Gabriel Lagrange - En tant qu'organe scientifique international, le GIEC est composé de plusieurs membres dont les responsabilités sont partagées entre les différents sujets climatiques internationaux. Pourriez-vous expliquer le processus de sélection des membres ?
Kari de Pryck - Il y a plusieurs types de membres, à l'instar des employés du secrétariat, sélectionnés par le système onusien, notamment l'Organisation météorologique mondiale (OMM) et le Programme des Nations unies pour l'environnement (PNUE). Son également membres les États, officiellement au nombre de 195 mais en pratique, une centaine participe régulièrement aux réunions et environ 40 sont très actifs.
Le GIEC est aussi composé de différents types d'auteurs (des chercheurs mais aussi des praticiens). Au sommet, il y a les membres du Bureau, qui ont souvent des profils hybrides entre scientifiques de renoms, bureaucrates ou diplomates. Ce sont des professionnels de l'international qui sont élus par les États au début d'un cycle pouvant aller de six à sept ans. Ils sont répartis selon un équilibre géographique, de genre, d'expérience et d'expertise. Ce groupe d'environ 30 membres est censé représenter les intérêts à la fois politiques et scientifiques des États. Il existe de véritables enjeux politiques et c'est pour cela que l'on a pu voir des formes de campagnes pour élire le président, comme en 2023. Le Bureau est constitué du président et des vice-présidents du GIEC, mais aussi des co-présidents et vice-présidents des groupes de travail qui vont chapeauter le travail des groupes. Chaque groupe de travail va sélectionner environ 300 à 400 auteurs sur des milliers de candidatures proposées par les États et les organisations observatrices, en fonction des critères déjà évoqués, et former des « équipes de chapitres » de 15 à 20 auteurs. Ces groupes sont ensuite partagés entre différents types d'auteurs : les auteurs coordinateurs principaux (en charge de l'encadrement du processus d'écriture), les auteurs principaux (qui contribuent à la rédaction de certaines sections), ainsi que les auteurs contributeurs (non sélectionnés par le GIEC mais intervenant sur certaines questions spécifiques) ou encore les éditeurs-réviseurs (non-impliqués dans le processus de rédaction mais s'assurant que les auteurs répondent aux commentaires des experts externes). Finalement, un dernier rôle concerne les chapter scientists, souvent des jeunes chercheurs, qui aident notamment d'un point de vue éditorial, par exemple en vérifiant les références et la bibliographie. Il y a donc différents rôles et responsabilités entre les auteurs. Ce sont généralement les membres du Bureau, les auteurs coordinateurs principaux et parfois les auteurs principaux qui vont négocier les résumés à l'intention des décideurs avec les gouvernements.

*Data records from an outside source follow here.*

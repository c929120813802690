use anyhow::{Context, Result};
use serde::{Deserialize, Serialize};
use std::fs;
use std::io::Write;
use std::path::PathBuf;

#[cfg(unix)]
use std::os::unix::fs::OpenOptionsExt;

use crate::config::{Config, sanitize_profile};

/// OAuth tokens persisted between runs so interactive sign-in only happens
/// once per mailbox. This cache is the only state the tool keeps.
#[derive(Debug, Clone, Serialize, Deserialize)]
pub struct CachedTokens {
    pub access_token: String,
    pub refresh_token: Option<String>,
    /// Unix timestamp after which `access_token` should not be trusted.
    #[serde(default)]
    pub expires_at: Option<i64>,
}

impl CachedTokens {
    /// Whether the access token is still usable, with a one minute margin.
    pub fn access_token_fresh(&self, now_unix: i64) -> bool {
        match self.expires_at {
            Some(at) => now_unix + 60 < at,
            None => false,
        }
    }
}

/// File-backed token cache, one file per account (and per profile, since
/// the profile picks the config file that names the account).
pub struct TokenCache {
    path: PathBuf,
}

impl TokenCache {
    pub fn new(email: &str) -> Self {
        let safe_email = email.replace(['@', '.', '/', '\\', ':'], "_");
        let file = match Config::profile() {
            Some(profile) => {
                format!("tokens_{}_{}.json", sanitize_profile(&profile), safe_email)
            }
            None => format!("tokens_{}.json", safe_email),
        };
        let path = Config::config_dir()
            .unwrap_or_else(|_| PathBuf::from("."))
            .join(file);
        Self { path }
    }

    pub fn load(&self) -> Option<CachedTokens> {
        let content = fs::read_to_string(&self.path).ok()?;
        match serde_json::from_str(&content) {
            Ok(tokens) => Some(tokens),
            Err(e) => {
                tracing::warn!(path = %self.path.display(), "discarding unreadable token cache: {e}");
                None
            }
        }
    }

    pub fn store(&self, tokens: &CachedTokens) -> Result<()> {
        if let Some(dir) = self.path.parent() {
            fs::create_dir_all(dir)
                .with_context(|| format!("Failed to create directory: {}", dir.display()))?;
        }

        let content = serde_json::to_string_pretty(tokens)?;

        let mut options = fs::OpenOptions::new();
        options.create(true).write(true).truncate(true);
        #[cfg(unix)]
        options.mode(0o600);

        let mut file = options
            .open(&self.path)
            .with_context(|| format!("Failed to open token cache: {}", self.path.display()))?;
        file.write_all(content.as_bytes())
            .with_context(|| format!("Failed to write token cache: {}", self.path.display()))?;

        tracing::debug!(path = %self.path.display(), "token cache updated");
        Ok(())
    }

    pub fn clear(&self) -> Result<()> {
        if self.path.exists() {
            fs::remove_file(&self.path)
                .with_context(|| format!("Failed to remove token cache: {}", self.path.display()))?;
        }
        Ok(())
    }
}

#[cfg(test)]
mod tests {
    use super::*;

    #[test]
    fn test_access_token_freshness() {
        let tokens = CachedTokens {
            access_token: "tok".to_string(),
            refresh_token: None,
            expires_at: Some(1_000_000),
        };
        assert!(tokens.access_token_fresh(999_000));
        assert!(!tokens.access_token_fresh(999_950));
        assert!(!tokens.access_token_fresh(1_000_100));

        let no_expiry = CachedTokens {
            access_token: "tok".to_string(),
            refresh_token: None,
            expires_at: None,
        };
        assert!(!no_expiry.access_token_fresh(0));
    }
}
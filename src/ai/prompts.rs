//! Prompt construction for digest generation

use crate::digest::aggregate::Conversation;

/// Build the single digest prompt for one conversation. The model is asked
/// for a JSON object with exactly three top-level fields; anything else it
/// says is handled by the salvage parser downstream.
pub fn digest_prompt(conversation: &Conversation) -> String {
    format!(
        "You are an executive assistant creating an email digest entry.\n\
         Given the email thread, produce a JSON object with: \n\
         - summary: 2–4 sentences summarizing the thread (professional, concise).\n\
         - action: one clear suggested action for the user.\n\
         - replies: an array with up to 3 objects, each with: \n\
         \x20 - label: a single-word lowercase label suitable for a button (e.g., 'confirm', 'decline', 'schedule').\n\
         \x20 - body: the full email reply text in first person, no quotes or signatures.\n\
         Return ONLY valid JSON.\n\n\
         From: {}\n\
         Subject: {}\n\
         Conversation:\n{}",
        conversation.display_sender,
        conversation.subject,
        conversation.transcript_text(),
    )
}
//! Application-wide constants for tuning and configuration
//!
//! Centralizes magic numbers to make them discoverable and configurable.

/// Prefix of every digest subject this tool sends.
/// The aggregator uses it to skip threads started by our own digests.
pub const DIGEST_SUBJECT_PREFIX: &str = "\u{1F4EC} ";

/// Stable middle part of the digest subject, shared by all period variants.
pub const DIGEST_SUBJECT_MARKER: &str = "Email Digest – ";

/// Maximum number of suggested reply options kept per digest entry.
/// The model is asked for at most this many; extras are discarded.
pub const MAX_REPLY_OPTIONS: usize = 3;

/// Fallback label for a reply option whose label normalizes to empty.
pub const DEFAULT_REPLY_LABEL: &str = "reply";

/// Subject sentinel for messages that arrive without one.
pub const NO_SUBJECT: &str = "No Subject";

/// Sender sentinel for transcript lines with an unresolvable address.
pub const UNKNOWN_SENDER: &str = "unknown";

/// Default lookback window for a daily digest run, in hours.
pub const DEFAULT_LOOKBACK_HOURS: i64 = 24;

/// Page size requested from the Graph messages endpoint.
/// Pagination via @odata.nextLink handles inboxes beyond this.
pub const GRAPH_PAGE_SIZE: u32 = 500;

/// Number of threads requested from the Gmail threads endpoint per run.
pub const GMAIL_THREAD_LIMIT: u32 = 20;

/// Maximum tokens requested from the summarization model per conversation.
pub const SUMMARY_MAX_TOKENS: u32 = 1200;

/// HTTP timeout for mail-provider and summarization requests, in seconds.
pub const HTTP_TIMEOUT_SECS: u64 = 60;
mod ai;
mod config;
mod constants;
mod credentials;
mod digest;
mod mail;
mod oauth;
mod pipeline;

use anyhow::Result;
use std::env;
use tracing_subscriber::{EnvFilter, layer::SubscriberExt, util::SubscriberInitExt};

use crate::config::Config;
use crate::digest::TimeRange;
use crate::pipeline::RunOutcome;

fn setup_logging() {
    let filter = EnvFilter::try_from_default_env()
        .unwrap_or_else(|_| EnvFilter::new("info,inbrief=debug"));

    tracing_subscriber::registry()
        .with(filter)
        .with(tracing_subscriber::fmt::layer().with_writer(std::io::stderr))
        .init();
}

fn print_usage() {
    eprintln!(
        r#"inbrief - AI email digest for your inbox

Usage: inbrief [command] [range]

Commands:
    (none)      Generate and send a digest
    preview     Generate the digest entries and print them as JSON
    help        Show this help message

Ranges:
    daily       Last 24 hours (default)
    morning     Yesterday 2pm through today 9am
    afternoon   Today 9am through 2pm

Configuration file: ~/.config/inbrief/config.toml
Set INBRIEF_PROFILE to use config.<profile>.toml instead.
"#
    );
}

fn parse_range(arg: Option<&str>) -> Result<TimeRange> {
    match arg {
        None => Ok(TimeRange::Daily),
        Some(s) => TimeRange::parse(s)
            .ok_or_else(|| anyhow::anyhow!("Unknown time range: {} (expected daily|morning|afternoon)", s)),
    }
}

#[tokio::main]
async fn main() -> Result<()> {
    let args: Vec<String> = env::args().collect();

    let (preview, range_arg) = match args.get(1).map(|s| s.as_str()) {
        Some("help") | Some("--help") | Some("-h") => {
            print_usage();
            return Ok(());
        }
        Some("preview") => (true, args.get(2).map(|s| s.as_str())),
        other => (false, other),
    };

    let range = match parse_range(range_arg) {
        Ok(range) => range,
        Err(e) => {
            eprintln!("{}", e);
            print_usage();
            std::process::exit(1);
        }
    };

    setup_logging();

    let config = Config::load()?;
    Config::ensure_dirs()?;

    match pipeline::run(&config, range, preview).await? {
        RunOutcome::Empty => println!("No recent conversations found."),
        RunOutcome::Sent { conversations } => {
            println!("Digest with {} conversation(s) sent to {}.", conversations, config.digest_recipient())
        }
        RunOutcome::Previewed { conversations } => {
            eprintln!("Previewed {} conversation(s); nothing sent.", conversations)
        }
    }

    Ok(())
}

#[cfg(test)]
mod tests {
    use super::*;

    #[test]
    fn test_parse_range() {
        assert_eq!(parse_range(None).unwrap(), TimeRange::Daily);
        assert_eq!(parse_range(Some("morning")).unwrap(), TimeRange::Morning);
        assert!(parse_range(Some("weekly")).is_err());
    }
}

G.L - Les sujets traités par les rapports du GIEC sont variés, allant des causes aux conséquences du réchauffement climatique. Comment ses rapports sont-ils construits ?
K.D.P - Les sujets traités varient selon le groupe de travail, puisqu'il y en a trois : le premier sur les aspects physiques du changement climatique, le deuxième sur les conséquences du changement climatique sur les systèmes humains et naturels, la vulnérabilité et les possibilités d'adaptation et le troisième sur l'atténuation. Ils n'ont pas trop changé depuis les années 2000 et les rapports sont actualisés régulièrement. Il existe aussi des rapports spéciaux, par exemple sur les conséquences d'un réchauffement planétaire de 1,5 °C (SR15) publié en 2018 ou sur l'océan et la cryosphère en 2019 (SROCC). Ces rapports découlent de débats entre les États membres pour s'accorder sur leurs thématiques comme c'était le cas pour le rapport spécial sur le piégeage et stockage du dioxyde de carbone (SRCCS) en 2005, ou encore celui sur les conséquences d'un réchauffement planétaire de 1,5 °C, qui était une demande de la COP21. Les thèmes généraux des groupes de travail peuvent évoluer lors des réunions de cadrage selon l'évolution des connaissances scientifiques ou les intérêts de recherche des membres du Bureau, mais restent relativement stables.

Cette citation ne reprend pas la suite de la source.